(PROBLEM): Lines that include "PartBook" make up the answer; copy all of them from the data below.

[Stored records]
-.-.-

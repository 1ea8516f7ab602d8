//! Refresh token model - opaque rotating tokens stored hashed at rest.

use chrono::{DateTime, Duration, Utc};
use rand::RngCore;
use serde::Serialize;
use sha2::{Digest, Sha256};
use sqlx::FromRow;
use uuid::Uuid;

use base64::engine::general_purpose::STANDARD as BASE64;
use base64::Engine;

/// Refresh token entity. The plaintext secret is handed to the caller once;
/// only its hash is persisted. `replaced_by_token_id` forms the rotation
/// chain, newest token forward.
#[derive(Debug, Clone, FromRow)]
pub struct RefreshToken {
    pub token_id: Uuid,
    pub user_id: Uuid,
    pub token_hash_text: String,
    pub tenant_id: Option<Uuid>,
    pub tenant_type_code: Option<String>,
    pub role_id: Option<Uuid>,
    pub expiry_utc: DateTime<Utc>,
    pub revoked_utc: Option<DateTime<Utc>>,
    pub replaced_by_token_id: Option<Uuid>,
    pub created_by_ip: String,
    pub created_utc: DateTime<Utc>,
}

impl RefreshToken {
    /// Create a new token row for a freshly generated secret.
    #[allow(clippy::too_many_arguments)]
    pub fn new(
        user_id: Uuid,
        secret: &str,
        tenant_id: Option<Uuid>,
        tenant_type_code: Option<String>,
        role_id: Option<Uuid>,
        expiry_days: i64,
        created_by_ip: String,
    ) -> Self {
        Self {
            token_id: Uuid::new_v4(),
            user_id,
            token_hash_text: Self::hash_token(secret),
            tenant_id,
            tenant_type_code,
            role_id,
            expiry_utc: Utc::now() + Duration::days(expiry_days),
            revoked_utc: None,
            replaced_by_token_id: None,
            created_by_ip,
            created_utc: Utc::now(),
        }
    }

    /// 256-bit cryptographically random secret, base64-encoded.
    pub fn generate_secret() -> String {
        let mut bytes = [0u8; 32];
        rand::thread_rng().fill_bytes(&mut bytes);
        BASE64.encode(bytes)
    }

    /// Hash a presented secret for lookup/storage.
    pub fn hash_token(secret: &str) -> String {
        let mut hasher = Sha256::new();
        hasher.update(secret.as_bytes());
        hex::encode(hasher.finalize())
    }

    pub fn is_expired(&self) -> bool {
        self.expiry_utc <= Utc::now()
    }

    pub fn is_revoked(&self) -> bool {
        self.revoked_utc.is_some()
    }

    /// Not revoked and not expired.
    pub fn is_active(&self) -> bool {
        !self.is_revoked() && !self.is_expired()
    }
}

/// Token pair returned to the caller after login or rotation.
#[derive(Debug, Serialize)]
pub struct IssuedTokens {
    pub access_token: String,
    pub refresh_token: String,
    pub token_type: String,
    pub expires_in: i64,
}
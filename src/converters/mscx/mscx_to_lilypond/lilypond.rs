//! LilyPond document assembly
//!
//! Walks the part groups in order, renders every staff into a music macro,
//! and composes the three output buffers: the macro definitions, one
//! `\book` per part, and the full score `\book`.

use crate::converters::mscx::mscx_to_lilypond::converter::{
    render_clef, render_staff, ConversionContext,
};
use crate::converters::mscx::mscx_to_lilypond::errors::ConversionError;
use crate::converters::mscx::mscx_to_lilypond::pitch::compute_transposition;
use crate::converters::mscx::mscx_to_lilypond::templates::{
    escape_lilypond_string, render_book, BookTemplate, TemplateContext,
};
use crate::converters::mscx::mscx_to_lilypond::types::*;
use std::collections::{HashMap, HashSet};

const DIGIT_NAMES: [&str; 10] = [
    "Zero", "One", "Two", "Three", "Four", "Five", "Six", "Seven", "Eight", "Nine",
];

/// Turn a part name into a LilyPond identifier.
///
/// Lowercases, drops separators and other non-letters, and spells digits
/// as capitalized words (`"Violin 2"` → `violinTwo`).
pub fn create_valid_part_name(name: &str) -> String {
    let mut result = String::with_capacity(name.len());
    for c in name.to_lowercase().chars() {
        if let Some(digit) = c.to_digit(10) {
            result.push_str(DIGIT_NAMES[digit as usize]);
        } else if c.is_ascii_alphabetic() {
            result.push(c);
        }
    }
    if result.is_empty() {
        result.push_str("part");
    }
    result
}

/// Hands out unique identifiers in request order.
///
/// The first request for a name gets the bare sanitized name; later ones get
/// a counter appended before sanitizing, so the second "Flute" becomes
/// `fluteTwo`.
#[derive(Debug, Default)]
pub struct IdentifierAllocator {
    counters: HashMap<String, usize>,
    issued: HashSet<String>,
}

impl IdentifierAllocator {
    pub fn new() -> Self {
        Self::default()
    }

    pub fn allocate(&mut self, base_name: &str) -> String {
        let base_id = create_valid_part_name(base_name);
        let counter = self.counters.entry(base_id.clone()).or_insert(1);
        let mut candidate = base_id;
        while self.issued.contains(&candidate) {
            *counter += 1;
            candidate = create_valid_part_name(&format!("{}{}", base_name, counter));
        }
        self.issued.insert(candidate.clone());
        candidate
    }
}

/// Indent every non-empty line
fn indent(text: &str, width: usize) -> String {
    let pad = " ".repeat(width);
    text.lines()
        .map(|line| {
            if line.is_empty() {
                String::new()
            } else {
                format!("{}{}", pad, line)
            }
        })
        .collect::<Vec<_>>()
        .join("\n")
}

/// `\id`, or the transposed form for transposing instruments
fn music_reference(id: &str, transposition: Option<&str>) -> String {
    match transposition {
        Some(tonic) => format!("\\transpose {} c' \\{}", tonic, id),
        None => format!("\\{}", id),
    }
}

/// One music macro definition
pub fn render_music_macro(id: &str, measures: &[String]) -> String {
    format!(
        "{} = {{\n  {} \\bar \"|.\"\n}}\n",
        id,
        measures.join(" |\n  ")
    )
}

/// Accumulates rendered parts over one conversion run
pub struct Assembler<'a> {
    settings: &'a ConversionSettings,
    music_ids: IdentifierAllocator,
    book_ids: IdentifierAllocator,
    data: RenderedPart,
    skipped_elements: Vec<SkippedElement>,
}

impl<'a> Assembler<'a> {
    pub fn new(settings: &'a ConversionSettings) -> Self {
        Self {
            settings,
            music_ids: IdentifierAllocator::new(),
            book_ids: IdentifierAllocator::new(),
            data: RenderedPart::default(),
            skipped_elements: Vec::new(),
        }
    }

    /// Render one part: its music macros, its score block and its book entry
    pub fn render_part(&mut self, part: &PartInfo) -> Result<RenderedPart, ConversionError> {
        let instrument = part.primary_instrument();
        let long_name = instrument
            .map(|i| i.long_name.as_str())
            .filter(|name| !name.is_empty())
            .unwrap_or(&part.track_name);
        let short_name = instrument.map(|i| i.short_name.as_str()).unwrap_or("");
        let transposition = instrument
            .and_then(|i| compute_transposition(i.transpose_diatonic, i.transpose_chromatic));

        let mut context = ConversionContext::new(part.id.clone());
        let mut rendered = RenderedPart::default();

        let (score_block, book_staff) = if part.staffs.len() > 1 {
            let mut staves = Vec::with_capacity(part.staffs.len());
            for (idx, staff) in part.staffs.iter().enumerate() {
                context.current_staff_id = Some(staff.id.clone());
                let measures = render_staff(&staff.contents, &mut context)?;
                let id = self
                    .music_ids
                    .allocate(&format!("{}{}", part.track_name, idx + 1));
                staves.push(format!(
                    "  \\new Staff {{\n    {}\n    {}\n  }}",
                    render_clef(&staff.default_clef),
                    music_reference(&id, transposition.as_deref())
                ));
                rendered.music_data.push((id, measures));
            }

            let block = format!(
                "\\new PianoStaff <<\n  \\set PianoStaff.instrumentName = \"{}\"\n  \\set PianoStaff.shortInstrumentName = \"{}\"\n{}\n>>",
                escape_lilypond_string(long_name),
                escape_lilypond_string(short_name),
                staves.join("\n")
            );
            (block.clone(), block)
        } else if let Some(staff) = part.staffs.first() {
            context.current_staff_id = Some(staff.id.clone());
            let measures = render_staff(&staff.contents, &mut context)?;
            let id = self.music_ids.allocate(&part.track_name);
            let clef = render_clef(&staff.default_clef);
            let reference = music_reference(&id, transposition.as_deref());
            rendered.music_data.push((id, measures));

            let score_block = format!(
                "\\new Staff {{\n  \\set Staff.instrumentName = \"{}\"\n  \\set Staff.shortInstrumentName = \"{}\"\n  {}\n  {}\n}}",
                escape_lilypond_string(long_name),
                escape_lilypond_string(short_name),
                clef,
                reference
            );
            let book_staff = format!("\\new Staff {{\n  {}\n  {}\n}}", clef, reference);
            (score_block, book_staff)
        } else {
            log::warn!("Part '{}' has no staves, skipping", part.track_name);
            context.add_skipped("Part", "Part has no staves");
            self.skipped_elements.extend(context.skipped_elements);
            return Ok(rendered);
        };

        rendered.score_data.push(score_block);
        rendered.part_data.push(PartBook {
            id: self.book_ids.allocate(&part.track_name),
            instrument_name: part.track_name.clone(),
            staff: book_staff,
        });

        self.skipped_elements.extend(context.skipped_elements);
        Ok(rendered)
    }

    /// Move a rendered part's macros and book into the global maps and
    /// hand back its score blocks
    fn absorb(&mut self, rendered: RenderedPart) -> Vec<String> {
        self.data.music_data.extend(rendered.music_data);
        self.data.part_data.extend(rendered.part_data);
        rendered.score_data
    }

    /// Render one top-level group into a score block
    pub fn render_group(&mut self, group: &PartGroup) -> Result<String, ConversionError> {
        match group {
            PartGroup::Part(part) => {
                let rendered = self.render_part(part)?;
                Ok(self.absorb(rendered).join("\n"))
            }
            PartGroup::Section {
                id,
                bar_line_span,
                parts,
            } => {
                let mut blocks = Vec::new();
                for part in parts {
                    let rendered = self.render_part(part)?;
                    blocks.extend(self.absorb(rendered));
                }
                // without a shared barline the section is a bracket only
                let context = if *bar_line_span {
                    "StaffGroup"
                } else {
                    "ChoirStaff"
                };
                log::debug!("Section '{}' rendered as {}", id, context);
                Ok(format!(
                    "\\new {} <<\n{}\n>>",
                    context,
                    indent(&blocks.join("\n"), 2)
                ))
            }
        }
    }

    /// Finish the run and compose the three buffers
    pub fn finish(
        self,
        score_blocks: Vec<String>,
        meta: &MetaInfo,
    ) -> Result<ConversionResult, ConversionError> {
        let music = self
            .data
            .music_data
            .iter()
            .map(|(id, measures)| render_music_macro(id, measures))
            .collect::<String>();

        let mut parts = String::new();
        for book in &self.data.part_data {
            parts.push_str(&render_part_book(book, meta, self.settings)?);
        }

        let score = render_score_book(&score_blocks, meta, self.settings)?;

        Ok(ConversionResult {
            music,
            parts,
            score,
            version: self.settings.target_lilypond_version.clone(),
            skipped_elements: self.skipped_elements,
        })
    }
}

/// Render the `\book` of one part
pub fn render_part_book(
    book: &PartBook,
    meta: &MetaInfo,
    settings: &ConversionSettings,
) -> Result<String, ConversionError> {
    let context = TemplateContext::builder(indent(&book.staff, 4))
        .output_suffix(book.id.clone())
        .paper_size(settings.parts_paper_size.clone())
        .header_field("title", meta.title())
        .header_field("subtitle", meta.subtitle())
        .header_field("composer", meta.composer())
        .header_field("lyricist", meta.lyricist())
        .header_field("arranger", meta.arranger())
        .header_field("instrument", Some(book.instrument_name.as_str()))
        .staff_size(settings.parts_staff_size)
        .build();

    render_book(BookTemplate::Part, &context)
        .map_err(|e| ConversionError::InternalError(format!("Part template failed: {}", e)))
}

/// Render the score `\book`
pub fn render_score_book(
    score_blocks: &[String],
    meta: &MetaInfo,
    settings: &ConversionSettings,
) -> Result<String, ConversionError> {
    let context = TemplateContext::builder(indent(&score_blocks.join("\n"), 6))
        .paper_size(settings.score_paper_size.clone())
        .header_field("title", meta.title())
        .header_field("subtitle", meta.subtitle())
        .header_field("composer", meta.composer())
        .header_field("lyricist", meta.lyricist())
        .header_field("arranger", meta.arranger())
        .header_field("copyright", meta.copyright())
        .staff_size(settings.score_staff_size)
        .build();

    render_book(BookTemplate::Score, &context)
        .map_err(|e| ConversionError::InternalError(format!("Score template failed: {}", e)))
}

/// Generate the three output buffers for a score model
pub fn generate_lilypond_documents(
    model: &ScoreModel,
    settings: &ConversionSettings,
) -> Result<ConversionResult, ConversionError> {
    let mut assembler = Assembler::new(settings);
    let mut score_blocks = Vec::with_capacity(model.groups.len());

    for group in &model.groups {
        score_blocks.push(assembler.render_group(group)?);
    }

    assembler.finish(score_blocks, &model.meta)
}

-.-.-

(RESULT OF THE TASK):
        rendered.part_data.push(PartBook {
    book: &PartBook,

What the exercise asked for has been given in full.